Accuracy quantifies a model’s overall performance and its ability to correctly predict labels. Precision assesses prediction accuracy by comparing the total number of predicted images in a soybean leaf disease category with the accurately predicted images in that category, as per the following equation. Recall evaluates the proportion of correctly predicted images in a soybean disease category compared to all actual observations. Finally, the F1 score combines recall and precision into a single metric for performance evaluation.
In this work, we report the outcomes acquired from the training and validation processes utilizing the entire dataset. This analysis primarily examines the results obtained from training with the enhanced dataset, as it acknowledges the capacity of convolutional networks to efficiently acquire features when exposed to larger datasets. Fig 4 (a) and 4 (b) illustrate the comparison of accuracy and loss throughout both the training and validation periods. The training phase reached an accuracy rate of 97.64% after 150 epochs. This implies that additional rounds have the potential to improve the accuracy of the data using the study methodology. Significantly, as the time of training grows, the number of epochs correspondingly increases.

Fig 4: Training and validation (a) accuracy and (b) loss after 150 epochs.



In addition, each class was subjected to an individual assessment to determine the efficacy and confidence rating of the trained model. Fig 5 exhibits a collection of photos illustrating both real and predicted diseases. The results show a high level of confidence and accuracy in the predictions.

Fig 5: The disease type and the level of confidence in recognizing the image within the dataset.


       
The confusion matrix represents the relationship between predicted classes and actual classes. The columns represent the predicted classes, while the rows represent the actual classes. It provides a visual depiction of the expected classification results. True positives are located on the diagonal of the matrix, whereas false negatives occupy the rest of the matrix. The confusion matrix in Fig 6 illustrates the classification of soybean leaf diseases into the categories of Caterpillar, Diabrotica Speciosa and Healthy.

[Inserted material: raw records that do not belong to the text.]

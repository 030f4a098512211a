//! The cache engine.
//!
//! [`ImageCache`] owns the file table and the tile table, orchestrates the
//! per-thread microcaches, enforces the two resource budgets, and exposes
//! the public query surface. One process-wide shared instance is available
//! through [`ImageCache::create`]; independent instances through
//! [`ImageCache::with_factory`].

use std::path::Path;
use std::rc::Rc;
use std::sync::atomic::{AtomicU64, Ordering};
use std::sync::Arc;
use std::time::Instant;

use once_cell::sync::OnceCell;
use parking_lot::{Mutex, RwLock};
use tracing::info;

use crate::config::CacheConfig;
use crate::error::CacheError;
use crate::file::{FileRecord, FileTable, OpenFiles};
use crate::perthread::{self, PerThreadInfo, ThreadHandles};
use crate::pixel::{convert_pixel, PixelFormat};
use crate::reader::{self, ReaderFactory};
use crate::spec::{AttrType, AttrValue, ImageSpec};
use crate::stats::{memformat, onefile_stat_line, timeformat, Statistics, FILE_TABLE_HEADER};
use crate::tile::{TileID, TileRecord, TileTable};

static SHARED_CACHE: OnceCell<Arc<ImageCache>> = OnceCell::new();
static NEXT_CACHE_ID: AtomicU64 = AtomicU64::new(1);

// =============================================================================
// Tile Handle
// =============================================================================

/// An opaque handle to a cached tile.
///
/// Holding a `Tile` keeps a reference on the underlying record, so the tile
/// cannot be reclaimed while a caller is inspecting its pixels. Give it back
/// with [`ImageCache::release_tile`] (or just drop it).
pub struct Tile {
    record: Arc<TileRecord>,
}

impl Tile {
    /// Whether the underlying read succeeded.
    pub fn valid(&self) -> bool {
        self.record.valid()
    }
}

// =============================================================================
// ImageCache
// =============================================================================

pub struct ImageCache {
    id: u64,
    config: RwLock<CacheConfig>,
    files: FileTable,
    tiles: TileTable,
    open_files: Arc<OpenFiles>,
    factory: Arc<dyn ReaderFactory>,
    /// Purge flags and stats of every thread that ever touched this cache.
    threads: Mutex<Vec<ThreadHandles>>,
}
//! Core business logic for Procura.
//!
//! This crate contains pure business logic with ZERO web or database dependencies.
//! All domain types, calculation rules, and gating logic live here.
//!
//! # Modules
//!
//! - `budget` - Departement budget recalculation
//! - `currency` - Exchange rates and EUR conversion
//! - `sourcing` - Supplier quote evaluation and best-offer selection
//! - `workflow` - Purchase request lifecycle, roles, and gating

pub mod budget;
pub mod currency;
pub mod sourcing;
pub mod workflow;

Fig 6: Confusion matrix of soybean leaf disease.


       
The categorization report includes three classifications, namely Caterpillar, Diabrotica Speciosa and Healthy, which are used to assess the machine learning model’s performance. The model demonstrates good predictive power, as seen by high precision scores ranging from 0.87 to 0.98. These numbers accurately reflect the model’s accuracy in making positive predictions for each class. In addition, the model routinely achieves high recall values, ranging from 0.92 to 0.96, which demonstrates its effective ability to accurately identify real positive events. The F1-Scores, which balance precision and recall, are particularly noteworthy. They vary from 0.91 to 0.95 across courses, as seen in Table 2.

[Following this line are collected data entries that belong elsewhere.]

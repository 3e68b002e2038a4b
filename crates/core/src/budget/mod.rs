//! Departement budget recalculation.

pub mod service;
pub mod types;


pub use service::BudgetService;
pub use types::{coerce_amount, BudgetField, BudgetSnapshot, Month, MonthlySeries};
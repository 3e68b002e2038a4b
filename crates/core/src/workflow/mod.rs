//! Purchase request lifecycle: statuses, roles, and review gating.

pub mod error;
pub mod service;
pub mod types;

pub use error::WorkflowError;
pub use service::RequestWorkflow;
pub use types::{Executive, HistoryEntry, PurchaseRequest, RequestStatus, Requester, UserRole};
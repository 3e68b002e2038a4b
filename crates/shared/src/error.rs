//! Application-wide error types.

use thiserror::Error;

/// Result type alias using `AppError`.
pub type AppResult<T> = Result<T, AppError>;

/// Application error types.
///
/// The backend reports failures as HTTP statuses with a plain-text or JSON
/// body; [`AppError::from_status`] classifies those into variants so callers
/// can react (re-login on `Unauthorized`, show the message on `Validation`,
/// and so on).
#[derive(Debug, Error)]
pub enum AppError {
    /// Authentication failed.
    #[error("Authentication failed: {0}")]
    Unauthorized(String),

    /// Access denied.
    #[error("Access denied: {0}")]
    Forbidden(String),

    /// Resource not found.
    #[error("Not found: {0}")]
    NotFound(String),

    /// Validation error.
    #[error("Validation error: {0}")]
    Validation(String),

    /// Business rule violation.
    #[error("Business rule violation: {0}")]
    BusinessRule(String),

    /// Conflict (e.g., duplicate entry).
    #[error("Conflict: {0}")]
    Conflict(String),

    /// Response body did not match the wire contract.
    #[error("Decode error: {0}")]
    Decode(String),

    /// Transport-level failure talking to the backend.
    #[error("HTTP error: {0}")]
    Http(String),

    /// Internal error (ours or the backend's 5xx).
    #[error("Internal error: {0}")]
    Internal(String),
}

impl AppError {
    /// Classifies a backend response status into an error variant.
    ///
    /// `message` is the response body text when one was sent, otherwise the
    /// canonical status reason.
    #[must_use]
    pub fn from_status(status: u16, message: String) -> Self {
        match status {
            400 => Self::Validation(message),
            401 => Self::Unauthorized(message),
            403 => Self::Forbidden(message),
            404 => Self::NotFound(message),
            409 => Self::Conflict(message),
            422 => Self::BusinessRule(message),
            500..=599 => Self::Internal(message),
            _ => Self::Http(format!("unexpected status {status}: {message}")),
        }
    }

    /// Returns the stable error code used in logs and console output.
    #[must_use]
    pub const fn error_code(&self) -> &'static str {
        match self {
            Self::Unauthorized(_) => "UNAUTHORIZED",
            Self::Forbidden(_) => "FORBIDDEN",
            Self::NotFound(_) => "NOT_FOUND",
            Self::Validation(_) => "VALIDATION_ERROR",
            Self::BusinessRule(_) => "BUSINESS_RULE_VIOLATION",
            Self::Conflict(_) => "CONFLICT",
            Self::Decode(_) => "DECODE_ERROR",
            Self::Http(_) => "HTTP_ERROR",
            Self::Internal(_) => "INTERNAL_ERROR",
        }
    }
}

Table 2: classification accuracies, precision, F1-score and support.


       
The overall total accuracy rate of the model is 94.04%, that indicates its significant precision in identifying situations. Furthermore, the model’s efficacy is strengthened by the macro and weighted average metrics, which exhibit equitable performance across classes while taking into account possible class imbalances. 

We have compared several studies that examined deep learning models to help categorise diseases in soybean leaves Fig 7. Wu et al., (2023) introduced the Enhanced ConvNeXt model and it had an accuracy rate of 85.42%. Conversely, Wu et al., (2019) enhanced ResNet’s performance and attained a higher accuracy rate of 94.29%. S. Dixit et al., (2023) evaluated the performance levels of several models in their investigation, including CNN (83.9%), ResNet-V2 (93.01%) and KNN (71.98%). Bag et al., (2023) developed a Deep Belief Network that demonstrated its extraordinary capacity for identifying diseases by achieving an amazing detection rate of 99%. Karlekar and Seal (2020) achieved an excellent accuracy rate of 98.14% by successfully deploying a Convolutional Neural Network (CNN) called SoyNet. This result highlights the network’s excellent ability to diagnose diseases properly. In contrast, this work demonstrated good performance in comparison to the other models studied, achieving a 94% accuracy rate with the application of a Sequential CNN approach. Hence, the Sequential CNN turns out to be a strong tool for real-world use, allowing fast and precise identification of soybean leaf diseases that are important for good farming management.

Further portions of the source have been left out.